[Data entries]
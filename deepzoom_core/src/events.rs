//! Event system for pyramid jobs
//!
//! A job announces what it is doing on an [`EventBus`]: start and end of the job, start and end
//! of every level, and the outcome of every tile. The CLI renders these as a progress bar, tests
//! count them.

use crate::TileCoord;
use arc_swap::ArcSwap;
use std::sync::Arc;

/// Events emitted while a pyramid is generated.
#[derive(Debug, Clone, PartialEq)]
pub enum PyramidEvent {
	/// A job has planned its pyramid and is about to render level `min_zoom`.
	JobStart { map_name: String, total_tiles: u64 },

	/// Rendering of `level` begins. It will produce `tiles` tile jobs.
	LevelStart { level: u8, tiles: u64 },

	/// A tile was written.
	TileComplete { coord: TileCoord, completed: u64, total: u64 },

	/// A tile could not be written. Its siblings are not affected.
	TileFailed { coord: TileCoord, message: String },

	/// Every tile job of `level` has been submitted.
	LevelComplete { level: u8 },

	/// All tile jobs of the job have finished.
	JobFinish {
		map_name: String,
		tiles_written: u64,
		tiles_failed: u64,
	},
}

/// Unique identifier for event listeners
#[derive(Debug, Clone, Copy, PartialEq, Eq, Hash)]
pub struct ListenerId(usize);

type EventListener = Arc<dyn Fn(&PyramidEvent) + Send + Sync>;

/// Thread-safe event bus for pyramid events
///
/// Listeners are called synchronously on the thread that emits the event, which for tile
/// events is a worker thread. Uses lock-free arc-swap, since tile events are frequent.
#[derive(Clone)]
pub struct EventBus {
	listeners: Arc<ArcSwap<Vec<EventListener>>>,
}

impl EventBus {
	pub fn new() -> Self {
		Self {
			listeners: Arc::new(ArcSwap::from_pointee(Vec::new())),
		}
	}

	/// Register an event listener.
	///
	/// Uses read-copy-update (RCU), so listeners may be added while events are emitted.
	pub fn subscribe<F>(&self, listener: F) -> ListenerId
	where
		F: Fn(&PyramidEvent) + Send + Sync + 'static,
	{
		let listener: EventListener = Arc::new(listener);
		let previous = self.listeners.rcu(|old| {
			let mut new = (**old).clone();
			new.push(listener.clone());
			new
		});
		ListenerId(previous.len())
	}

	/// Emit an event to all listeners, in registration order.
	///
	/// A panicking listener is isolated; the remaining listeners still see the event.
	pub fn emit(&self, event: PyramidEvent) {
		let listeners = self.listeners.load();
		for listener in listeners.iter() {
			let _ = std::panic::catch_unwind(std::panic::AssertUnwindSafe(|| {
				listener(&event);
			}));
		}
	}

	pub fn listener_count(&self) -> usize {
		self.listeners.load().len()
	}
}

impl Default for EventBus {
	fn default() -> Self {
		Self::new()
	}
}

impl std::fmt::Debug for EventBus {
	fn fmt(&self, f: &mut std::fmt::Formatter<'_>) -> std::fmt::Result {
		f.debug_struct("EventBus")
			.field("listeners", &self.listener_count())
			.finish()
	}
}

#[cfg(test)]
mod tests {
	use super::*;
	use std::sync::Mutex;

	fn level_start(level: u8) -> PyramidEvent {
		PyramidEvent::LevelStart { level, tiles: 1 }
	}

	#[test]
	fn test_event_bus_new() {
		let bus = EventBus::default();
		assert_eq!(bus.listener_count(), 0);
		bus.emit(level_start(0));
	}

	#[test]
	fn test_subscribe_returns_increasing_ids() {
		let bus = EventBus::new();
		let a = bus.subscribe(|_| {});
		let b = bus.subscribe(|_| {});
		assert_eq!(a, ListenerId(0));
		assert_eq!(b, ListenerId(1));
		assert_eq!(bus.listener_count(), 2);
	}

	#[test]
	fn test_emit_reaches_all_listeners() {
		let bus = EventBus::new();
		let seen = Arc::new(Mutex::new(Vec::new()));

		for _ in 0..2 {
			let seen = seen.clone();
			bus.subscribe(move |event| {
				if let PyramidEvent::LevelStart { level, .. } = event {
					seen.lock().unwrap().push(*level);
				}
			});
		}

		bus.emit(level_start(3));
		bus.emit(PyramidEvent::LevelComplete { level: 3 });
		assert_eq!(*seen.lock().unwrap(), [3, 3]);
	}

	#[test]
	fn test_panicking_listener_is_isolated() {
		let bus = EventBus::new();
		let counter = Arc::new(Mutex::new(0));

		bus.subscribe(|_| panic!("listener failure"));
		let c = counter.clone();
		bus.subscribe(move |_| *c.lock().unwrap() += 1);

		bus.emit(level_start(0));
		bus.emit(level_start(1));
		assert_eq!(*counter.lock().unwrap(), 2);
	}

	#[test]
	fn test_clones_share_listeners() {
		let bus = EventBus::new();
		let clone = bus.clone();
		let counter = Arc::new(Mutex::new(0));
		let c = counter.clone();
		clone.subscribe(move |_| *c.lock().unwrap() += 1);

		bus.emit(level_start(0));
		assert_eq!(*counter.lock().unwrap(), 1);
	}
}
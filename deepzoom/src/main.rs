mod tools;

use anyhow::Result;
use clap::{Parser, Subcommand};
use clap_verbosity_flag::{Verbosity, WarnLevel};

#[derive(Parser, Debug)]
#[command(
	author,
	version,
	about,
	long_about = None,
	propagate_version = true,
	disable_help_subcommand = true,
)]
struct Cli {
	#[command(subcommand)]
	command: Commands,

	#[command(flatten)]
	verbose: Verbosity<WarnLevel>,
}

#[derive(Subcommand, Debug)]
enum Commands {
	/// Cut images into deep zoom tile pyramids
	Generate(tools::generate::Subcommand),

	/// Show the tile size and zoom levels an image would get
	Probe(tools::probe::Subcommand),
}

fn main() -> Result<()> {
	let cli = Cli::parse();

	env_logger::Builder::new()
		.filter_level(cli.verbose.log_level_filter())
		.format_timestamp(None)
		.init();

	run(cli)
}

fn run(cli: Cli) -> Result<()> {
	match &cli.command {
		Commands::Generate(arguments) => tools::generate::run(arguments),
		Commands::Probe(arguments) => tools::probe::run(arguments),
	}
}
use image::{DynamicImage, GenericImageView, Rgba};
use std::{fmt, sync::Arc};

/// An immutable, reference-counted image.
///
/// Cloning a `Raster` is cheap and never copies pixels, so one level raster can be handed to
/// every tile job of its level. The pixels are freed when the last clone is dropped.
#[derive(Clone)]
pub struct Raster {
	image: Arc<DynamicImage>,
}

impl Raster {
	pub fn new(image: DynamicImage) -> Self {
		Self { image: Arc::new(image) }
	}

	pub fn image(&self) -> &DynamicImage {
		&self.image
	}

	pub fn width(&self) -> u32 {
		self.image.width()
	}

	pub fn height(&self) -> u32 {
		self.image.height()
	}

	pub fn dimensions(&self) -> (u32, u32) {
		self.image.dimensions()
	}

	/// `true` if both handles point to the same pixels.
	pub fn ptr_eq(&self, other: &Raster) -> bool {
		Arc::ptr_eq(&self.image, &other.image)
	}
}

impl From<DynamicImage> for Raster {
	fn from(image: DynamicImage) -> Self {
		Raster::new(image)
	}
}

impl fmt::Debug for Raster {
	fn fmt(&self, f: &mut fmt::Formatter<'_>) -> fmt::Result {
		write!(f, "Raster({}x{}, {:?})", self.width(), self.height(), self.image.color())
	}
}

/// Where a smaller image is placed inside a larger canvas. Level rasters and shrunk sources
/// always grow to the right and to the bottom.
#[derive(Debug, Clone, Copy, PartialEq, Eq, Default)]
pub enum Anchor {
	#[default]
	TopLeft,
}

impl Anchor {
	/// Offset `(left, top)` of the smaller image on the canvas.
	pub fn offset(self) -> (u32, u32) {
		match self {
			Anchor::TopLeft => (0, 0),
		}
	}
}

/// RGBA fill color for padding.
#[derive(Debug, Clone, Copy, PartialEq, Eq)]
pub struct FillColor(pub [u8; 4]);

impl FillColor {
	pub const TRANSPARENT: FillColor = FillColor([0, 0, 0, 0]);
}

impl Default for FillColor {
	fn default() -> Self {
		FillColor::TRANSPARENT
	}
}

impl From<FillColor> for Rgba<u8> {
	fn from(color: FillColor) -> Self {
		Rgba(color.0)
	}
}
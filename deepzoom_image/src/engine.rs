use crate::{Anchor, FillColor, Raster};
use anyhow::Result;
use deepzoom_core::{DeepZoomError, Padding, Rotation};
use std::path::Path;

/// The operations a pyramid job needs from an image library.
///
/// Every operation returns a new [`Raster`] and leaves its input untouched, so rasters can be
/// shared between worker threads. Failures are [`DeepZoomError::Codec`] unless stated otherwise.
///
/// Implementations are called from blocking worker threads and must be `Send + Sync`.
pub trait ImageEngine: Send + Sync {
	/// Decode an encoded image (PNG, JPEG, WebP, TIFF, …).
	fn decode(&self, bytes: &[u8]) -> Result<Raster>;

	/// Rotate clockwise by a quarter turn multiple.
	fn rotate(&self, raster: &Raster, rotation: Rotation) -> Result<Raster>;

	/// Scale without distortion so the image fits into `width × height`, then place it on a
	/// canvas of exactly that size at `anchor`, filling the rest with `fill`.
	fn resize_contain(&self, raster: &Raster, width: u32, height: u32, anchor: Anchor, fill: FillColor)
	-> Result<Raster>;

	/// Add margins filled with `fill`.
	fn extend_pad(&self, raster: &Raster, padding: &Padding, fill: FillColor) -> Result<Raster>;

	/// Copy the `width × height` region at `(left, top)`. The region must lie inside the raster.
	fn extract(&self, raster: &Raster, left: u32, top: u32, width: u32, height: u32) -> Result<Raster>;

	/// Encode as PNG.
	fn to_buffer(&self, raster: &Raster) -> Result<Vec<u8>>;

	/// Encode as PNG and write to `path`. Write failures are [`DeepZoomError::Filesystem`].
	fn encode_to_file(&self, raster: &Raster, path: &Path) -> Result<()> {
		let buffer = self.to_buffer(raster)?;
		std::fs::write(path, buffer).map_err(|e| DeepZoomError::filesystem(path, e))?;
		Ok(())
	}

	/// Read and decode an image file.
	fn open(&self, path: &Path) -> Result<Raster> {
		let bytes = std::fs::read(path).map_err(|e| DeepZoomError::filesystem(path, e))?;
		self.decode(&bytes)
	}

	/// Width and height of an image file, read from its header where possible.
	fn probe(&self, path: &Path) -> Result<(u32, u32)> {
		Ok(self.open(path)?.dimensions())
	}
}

* * *

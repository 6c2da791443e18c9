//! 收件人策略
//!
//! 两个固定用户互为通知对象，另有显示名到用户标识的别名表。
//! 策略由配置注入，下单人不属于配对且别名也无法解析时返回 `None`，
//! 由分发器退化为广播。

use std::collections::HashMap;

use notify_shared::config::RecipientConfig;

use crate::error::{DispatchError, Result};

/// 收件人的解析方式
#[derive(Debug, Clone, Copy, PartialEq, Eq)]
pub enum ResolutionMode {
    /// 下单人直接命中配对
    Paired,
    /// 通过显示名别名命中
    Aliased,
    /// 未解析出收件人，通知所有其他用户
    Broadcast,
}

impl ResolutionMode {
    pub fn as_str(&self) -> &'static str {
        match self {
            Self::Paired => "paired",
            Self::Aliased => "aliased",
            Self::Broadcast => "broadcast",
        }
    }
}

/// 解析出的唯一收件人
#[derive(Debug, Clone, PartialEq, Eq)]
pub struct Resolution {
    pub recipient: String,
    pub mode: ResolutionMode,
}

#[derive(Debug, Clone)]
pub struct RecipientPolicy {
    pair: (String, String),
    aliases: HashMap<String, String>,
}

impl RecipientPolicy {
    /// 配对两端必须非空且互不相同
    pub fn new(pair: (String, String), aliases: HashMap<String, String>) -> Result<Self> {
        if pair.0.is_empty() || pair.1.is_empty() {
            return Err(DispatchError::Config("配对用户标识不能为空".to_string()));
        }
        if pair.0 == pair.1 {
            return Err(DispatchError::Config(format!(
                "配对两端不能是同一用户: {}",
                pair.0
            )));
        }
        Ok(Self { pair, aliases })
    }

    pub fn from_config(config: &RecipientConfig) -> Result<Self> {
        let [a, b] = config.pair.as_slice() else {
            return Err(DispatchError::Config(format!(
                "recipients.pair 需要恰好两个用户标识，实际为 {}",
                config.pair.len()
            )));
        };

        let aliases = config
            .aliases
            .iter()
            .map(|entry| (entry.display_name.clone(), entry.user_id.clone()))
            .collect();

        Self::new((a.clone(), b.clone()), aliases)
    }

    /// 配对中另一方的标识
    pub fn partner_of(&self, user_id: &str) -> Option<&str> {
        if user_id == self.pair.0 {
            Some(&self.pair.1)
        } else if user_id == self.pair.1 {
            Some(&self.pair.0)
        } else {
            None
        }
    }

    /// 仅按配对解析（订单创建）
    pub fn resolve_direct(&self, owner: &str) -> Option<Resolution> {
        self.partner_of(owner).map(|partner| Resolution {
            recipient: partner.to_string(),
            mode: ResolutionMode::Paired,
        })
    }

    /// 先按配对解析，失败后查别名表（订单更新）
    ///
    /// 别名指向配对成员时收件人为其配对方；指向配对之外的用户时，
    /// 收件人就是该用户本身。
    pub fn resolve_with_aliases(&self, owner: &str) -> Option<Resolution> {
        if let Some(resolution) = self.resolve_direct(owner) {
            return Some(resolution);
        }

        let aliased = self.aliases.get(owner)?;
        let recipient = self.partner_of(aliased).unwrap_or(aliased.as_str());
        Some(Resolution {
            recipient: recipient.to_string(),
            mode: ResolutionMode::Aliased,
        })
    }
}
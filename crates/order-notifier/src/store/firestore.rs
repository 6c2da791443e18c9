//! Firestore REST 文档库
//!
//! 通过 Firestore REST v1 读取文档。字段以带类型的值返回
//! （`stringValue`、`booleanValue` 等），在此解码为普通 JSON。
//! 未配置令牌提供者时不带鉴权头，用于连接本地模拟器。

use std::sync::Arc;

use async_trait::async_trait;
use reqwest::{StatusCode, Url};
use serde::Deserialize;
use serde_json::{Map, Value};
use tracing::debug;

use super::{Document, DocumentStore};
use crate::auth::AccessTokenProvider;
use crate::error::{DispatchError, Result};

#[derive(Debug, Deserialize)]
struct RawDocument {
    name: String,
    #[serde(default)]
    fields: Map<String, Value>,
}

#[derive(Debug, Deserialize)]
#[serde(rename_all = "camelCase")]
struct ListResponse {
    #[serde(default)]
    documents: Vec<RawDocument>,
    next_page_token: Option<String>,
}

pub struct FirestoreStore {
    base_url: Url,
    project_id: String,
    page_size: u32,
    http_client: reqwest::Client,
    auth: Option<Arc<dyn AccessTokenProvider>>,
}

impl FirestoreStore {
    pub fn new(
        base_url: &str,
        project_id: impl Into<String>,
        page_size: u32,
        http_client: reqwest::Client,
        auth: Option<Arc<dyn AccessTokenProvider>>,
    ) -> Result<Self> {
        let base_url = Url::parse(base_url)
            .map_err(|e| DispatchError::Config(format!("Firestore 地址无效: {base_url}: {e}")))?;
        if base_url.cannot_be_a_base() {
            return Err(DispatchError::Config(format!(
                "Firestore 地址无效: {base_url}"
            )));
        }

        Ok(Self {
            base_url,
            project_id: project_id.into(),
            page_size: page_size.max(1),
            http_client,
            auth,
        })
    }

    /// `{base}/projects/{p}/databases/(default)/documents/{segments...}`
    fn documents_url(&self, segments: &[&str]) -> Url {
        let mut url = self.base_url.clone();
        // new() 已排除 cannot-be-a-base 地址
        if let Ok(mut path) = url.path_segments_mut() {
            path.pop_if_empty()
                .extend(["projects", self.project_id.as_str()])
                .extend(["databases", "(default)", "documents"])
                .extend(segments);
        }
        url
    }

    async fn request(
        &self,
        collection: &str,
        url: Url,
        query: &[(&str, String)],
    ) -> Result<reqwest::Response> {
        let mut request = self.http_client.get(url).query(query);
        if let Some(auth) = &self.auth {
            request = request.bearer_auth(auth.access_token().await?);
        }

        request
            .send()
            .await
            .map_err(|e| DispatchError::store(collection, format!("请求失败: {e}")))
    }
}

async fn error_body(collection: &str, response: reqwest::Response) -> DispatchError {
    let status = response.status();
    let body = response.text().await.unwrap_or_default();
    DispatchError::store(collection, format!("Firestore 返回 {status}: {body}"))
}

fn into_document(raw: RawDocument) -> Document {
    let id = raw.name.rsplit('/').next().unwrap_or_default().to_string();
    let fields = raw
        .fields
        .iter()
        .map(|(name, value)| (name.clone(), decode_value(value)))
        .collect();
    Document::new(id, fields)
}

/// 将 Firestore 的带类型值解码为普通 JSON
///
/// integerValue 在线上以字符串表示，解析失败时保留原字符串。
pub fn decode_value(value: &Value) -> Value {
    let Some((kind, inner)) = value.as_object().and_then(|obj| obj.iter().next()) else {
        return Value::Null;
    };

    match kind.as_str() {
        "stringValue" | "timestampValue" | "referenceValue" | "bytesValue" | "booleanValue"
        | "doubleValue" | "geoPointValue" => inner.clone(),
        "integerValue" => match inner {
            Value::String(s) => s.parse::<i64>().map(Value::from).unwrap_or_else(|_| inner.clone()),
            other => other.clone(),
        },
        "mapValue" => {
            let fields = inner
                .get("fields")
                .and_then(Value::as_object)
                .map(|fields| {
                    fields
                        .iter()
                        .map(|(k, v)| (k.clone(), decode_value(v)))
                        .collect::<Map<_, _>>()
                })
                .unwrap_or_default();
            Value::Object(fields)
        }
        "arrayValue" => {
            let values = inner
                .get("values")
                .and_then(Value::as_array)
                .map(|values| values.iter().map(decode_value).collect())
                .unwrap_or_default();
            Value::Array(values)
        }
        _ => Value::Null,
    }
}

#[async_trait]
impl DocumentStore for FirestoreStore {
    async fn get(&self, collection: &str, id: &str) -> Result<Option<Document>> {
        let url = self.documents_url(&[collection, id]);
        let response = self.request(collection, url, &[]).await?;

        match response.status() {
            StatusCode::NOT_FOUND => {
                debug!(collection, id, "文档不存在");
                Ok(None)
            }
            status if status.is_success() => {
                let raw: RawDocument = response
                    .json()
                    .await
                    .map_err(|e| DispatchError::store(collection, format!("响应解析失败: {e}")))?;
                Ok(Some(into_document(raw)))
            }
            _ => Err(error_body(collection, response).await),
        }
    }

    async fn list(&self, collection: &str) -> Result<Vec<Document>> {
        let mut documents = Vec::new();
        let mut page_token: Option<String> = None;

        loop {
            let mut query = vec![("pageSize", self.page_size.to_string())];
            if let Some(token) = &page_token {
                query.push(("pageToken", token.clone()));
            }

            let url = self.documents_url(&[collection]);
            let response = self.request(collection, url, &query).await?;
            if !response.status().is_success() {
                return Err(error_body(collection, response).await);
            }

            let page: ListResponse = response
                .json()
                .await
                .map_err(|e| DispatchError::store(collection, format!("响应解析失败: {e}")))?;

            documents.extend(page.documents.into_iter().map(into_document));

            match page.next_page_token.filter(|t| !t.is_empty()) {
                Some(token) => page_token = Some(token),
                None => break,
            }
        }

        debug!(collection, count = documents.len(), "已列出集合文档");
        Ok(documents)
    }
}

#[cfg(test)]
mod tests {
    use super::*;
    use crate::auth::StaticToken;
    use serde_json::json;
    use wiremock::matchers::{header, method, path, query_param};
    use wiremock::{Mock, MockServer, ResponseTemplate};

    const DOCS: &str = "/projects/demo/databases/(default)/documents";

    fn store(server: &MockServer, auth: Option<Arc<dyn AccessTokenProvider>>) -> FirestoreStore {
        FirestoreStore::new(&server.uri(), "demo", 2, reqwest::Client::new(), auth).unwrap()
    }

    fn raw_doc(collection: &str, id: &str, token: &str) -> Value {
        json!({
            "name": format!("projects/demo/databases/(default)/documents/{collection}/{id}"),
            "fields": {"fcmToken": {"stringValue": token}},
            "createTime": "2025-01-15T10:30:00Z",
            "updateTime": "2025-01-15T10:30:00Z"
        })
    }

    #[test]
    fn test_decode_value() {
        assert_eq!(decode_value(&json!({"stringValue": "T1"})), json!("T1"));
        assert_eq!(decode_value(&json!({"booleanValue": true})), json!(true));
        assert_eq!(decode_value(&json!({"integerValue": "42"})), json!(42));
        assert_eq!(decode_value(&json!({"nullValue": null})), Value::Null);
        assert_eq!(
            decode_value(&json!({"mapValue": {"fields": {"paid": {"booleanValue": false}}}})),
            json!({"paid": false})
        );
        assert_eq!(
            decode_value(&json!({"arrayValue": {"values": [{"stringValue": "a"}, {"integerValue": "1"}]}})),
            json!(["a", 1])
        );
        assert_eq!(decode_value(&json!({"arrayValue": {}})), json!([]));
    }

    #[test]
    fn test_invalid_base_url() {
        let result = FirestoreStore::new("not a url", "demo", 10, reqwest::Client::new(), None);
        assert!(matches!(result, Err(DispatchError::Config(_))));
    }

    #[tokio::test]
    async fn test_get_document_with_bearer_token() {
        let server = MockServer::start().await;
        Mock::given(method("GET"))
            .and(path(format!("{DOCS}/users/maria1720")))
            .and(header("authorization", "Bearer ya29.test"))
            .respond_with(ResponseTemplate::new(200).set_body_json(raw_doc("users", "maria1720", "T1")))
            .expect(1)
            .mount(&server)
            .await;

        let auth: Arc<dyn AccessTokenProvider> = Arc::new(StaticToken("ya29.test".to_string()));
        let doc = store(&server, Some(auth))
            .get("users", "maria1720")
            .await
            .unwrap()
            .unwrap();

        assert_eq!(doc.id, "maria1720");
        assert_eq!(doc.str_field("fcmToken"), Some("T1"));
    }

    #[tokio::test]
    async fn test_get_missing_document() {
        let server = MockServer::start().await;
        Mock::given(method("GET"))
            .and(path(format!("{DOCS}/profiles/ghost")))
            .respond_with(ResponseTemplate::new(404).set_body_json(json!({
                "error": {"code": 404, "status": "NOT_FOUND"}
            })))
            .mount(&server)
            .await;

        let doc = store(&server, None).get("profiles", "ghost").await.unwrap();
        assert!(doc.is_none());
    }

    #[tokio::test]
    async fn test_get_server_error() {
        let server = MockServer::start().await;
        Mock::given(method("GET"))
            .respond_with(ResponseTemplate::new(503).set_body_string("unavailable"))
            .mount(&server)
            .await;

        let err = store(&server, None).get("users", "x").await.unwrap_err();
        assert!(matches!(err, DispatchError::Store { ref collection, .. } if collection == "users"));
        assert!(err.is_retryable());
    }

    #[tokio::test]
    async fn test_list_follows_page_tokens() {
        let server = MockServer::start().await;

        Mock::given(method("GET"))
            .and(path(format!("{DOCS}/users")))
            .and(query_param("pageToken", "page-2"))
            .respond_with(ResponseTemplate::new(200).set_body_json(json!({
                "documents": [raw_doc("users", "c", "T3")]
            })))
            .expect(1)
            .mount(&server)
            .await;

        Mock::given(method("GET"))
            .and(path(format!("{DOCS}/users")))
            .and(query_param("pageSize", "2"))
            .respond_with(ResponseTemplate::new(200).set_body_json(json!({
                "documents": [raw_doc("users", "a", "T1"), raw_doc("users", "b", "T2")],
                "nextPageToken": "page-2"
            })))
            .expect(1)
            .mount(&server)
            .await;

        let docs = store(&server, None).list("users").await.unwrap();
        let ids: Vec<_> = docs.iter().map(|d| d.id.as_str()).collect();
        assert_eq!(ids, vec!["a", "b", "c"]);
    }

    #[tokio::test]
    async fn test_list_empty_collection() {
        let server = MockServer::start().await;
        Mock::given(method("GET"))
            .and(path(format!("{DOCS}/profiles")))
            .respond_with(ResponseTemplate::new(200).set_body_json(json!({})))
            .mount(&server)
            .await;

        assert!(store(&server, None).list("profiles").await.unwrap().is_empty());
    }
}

==

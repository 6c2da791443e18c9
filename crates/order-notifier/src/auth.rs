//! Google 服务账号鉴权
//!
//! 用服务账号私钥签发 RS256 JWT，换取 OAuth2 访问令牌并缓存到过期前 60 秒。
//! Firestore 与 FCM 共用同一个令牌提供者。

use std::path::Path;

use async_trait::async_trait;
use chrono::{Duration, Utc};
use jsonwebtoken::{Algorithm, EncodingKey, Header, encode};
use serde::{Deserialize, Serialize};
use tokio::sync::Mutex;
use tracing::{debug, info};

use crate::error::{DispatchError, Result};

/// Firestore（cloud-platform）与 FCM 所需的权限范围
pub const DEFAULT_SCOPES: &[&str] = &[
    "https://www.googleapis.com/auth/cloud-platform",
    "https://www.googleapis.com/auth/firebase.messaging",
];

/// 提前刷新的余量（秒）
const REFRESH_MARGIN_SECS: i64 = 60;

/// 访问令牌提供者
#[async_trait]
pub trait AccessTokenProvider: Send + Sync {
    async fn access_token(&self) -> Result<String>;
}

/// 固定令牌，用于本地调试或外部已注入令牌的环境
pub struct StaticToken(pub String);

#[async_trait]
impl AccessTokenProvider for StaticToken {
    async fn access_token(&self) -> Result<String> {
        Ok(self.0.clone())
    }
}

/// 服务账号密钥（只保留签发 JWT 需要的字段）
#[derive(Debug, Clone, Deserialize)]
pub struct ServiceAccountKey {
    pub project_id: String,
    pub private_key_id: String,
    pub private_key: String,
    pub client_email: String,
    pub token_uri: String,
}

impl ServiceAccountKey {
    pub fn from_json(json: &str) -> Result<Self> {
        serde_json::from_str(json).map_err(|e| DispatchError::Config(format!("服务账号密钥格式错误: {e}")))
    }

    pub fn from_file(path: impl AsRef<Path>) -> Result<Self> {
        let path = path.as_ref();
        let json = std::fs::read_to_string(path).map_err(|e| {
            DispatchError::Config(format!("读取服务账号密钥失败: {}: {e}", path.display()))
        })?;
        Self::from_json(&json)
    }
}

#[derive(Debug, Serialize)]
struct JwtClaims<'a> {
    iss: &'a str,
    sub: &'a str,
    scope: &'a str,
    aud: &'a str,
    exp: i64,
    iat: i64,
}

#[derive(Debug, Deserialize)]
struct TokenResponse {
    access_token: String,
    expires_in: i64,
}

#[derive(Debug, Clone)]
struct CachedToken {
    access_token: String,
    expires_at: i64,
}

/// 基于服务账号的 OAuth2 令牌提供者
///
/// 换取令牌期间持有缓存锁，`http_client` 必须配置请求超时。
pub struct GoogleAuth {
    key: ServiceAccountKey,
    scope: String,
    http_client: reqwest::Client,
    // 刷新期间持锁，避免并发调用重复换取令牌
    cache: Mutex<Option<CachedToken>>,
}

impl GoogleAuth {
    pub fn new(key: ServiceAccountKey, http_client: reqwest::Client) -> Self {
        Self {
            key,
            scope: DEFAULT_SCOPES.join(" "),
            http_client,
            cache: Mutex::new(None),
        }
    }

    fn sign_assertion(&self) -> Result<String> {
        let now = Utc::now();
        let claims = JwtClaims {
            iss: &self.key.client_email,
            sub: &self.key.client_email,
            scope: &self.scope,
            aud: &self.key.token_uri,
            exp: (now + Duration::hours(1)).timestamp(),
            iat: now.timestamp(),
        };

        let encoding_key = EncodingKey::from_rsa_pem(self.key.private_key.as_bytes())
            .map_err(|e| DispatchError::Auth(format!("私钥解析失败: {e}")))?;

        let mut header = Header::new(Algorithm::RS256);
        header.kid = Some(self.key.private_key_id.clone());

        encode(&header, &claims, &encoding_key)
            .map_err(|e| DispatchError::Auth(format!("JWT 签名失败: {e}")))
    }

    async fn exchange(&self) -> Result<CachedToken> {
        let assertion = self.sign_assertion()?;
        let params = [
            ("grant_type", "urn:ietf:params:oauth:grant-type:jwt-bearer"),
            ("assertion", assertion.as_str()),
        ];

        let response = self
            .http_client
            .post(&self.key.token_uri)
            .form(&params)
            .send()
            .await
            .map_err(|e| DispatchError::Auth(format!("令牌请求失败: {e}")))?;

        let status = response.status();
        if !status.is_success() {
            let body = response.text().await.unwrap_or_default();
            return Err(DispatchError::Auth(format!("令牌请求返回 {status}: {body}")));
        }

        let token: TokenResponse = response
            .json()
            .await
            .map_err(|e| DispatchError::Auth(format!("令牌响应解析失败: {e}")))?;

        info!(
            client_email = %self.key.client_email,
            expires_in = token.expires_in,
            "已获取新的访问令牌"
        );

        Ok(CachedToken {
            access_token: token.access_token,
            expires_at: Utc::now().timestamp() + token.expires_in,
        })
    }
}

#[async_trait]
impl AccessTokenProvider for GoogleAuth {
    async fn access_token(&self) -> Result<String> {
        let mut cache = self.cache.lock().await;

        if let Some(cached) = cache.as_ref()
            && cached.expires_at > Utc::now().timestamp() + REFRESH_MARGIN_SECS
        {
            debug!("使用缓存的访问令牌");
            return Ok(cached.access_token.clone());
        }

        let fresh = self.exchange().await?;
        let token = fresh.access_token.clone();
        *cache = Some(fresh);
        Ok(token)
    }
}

WHAT THE TASK ASKS
Search the records line by line for the word "pixels" and copy every line where it appears.

EXERCISE RESULT
/// Cloning a `Raster` is cheap and never copies pixels, so one level raster can be handed to
/// every tile job of its level. The pixels are freed when the last clone is dropped.
	/// `true` if both handles point to the same pixels.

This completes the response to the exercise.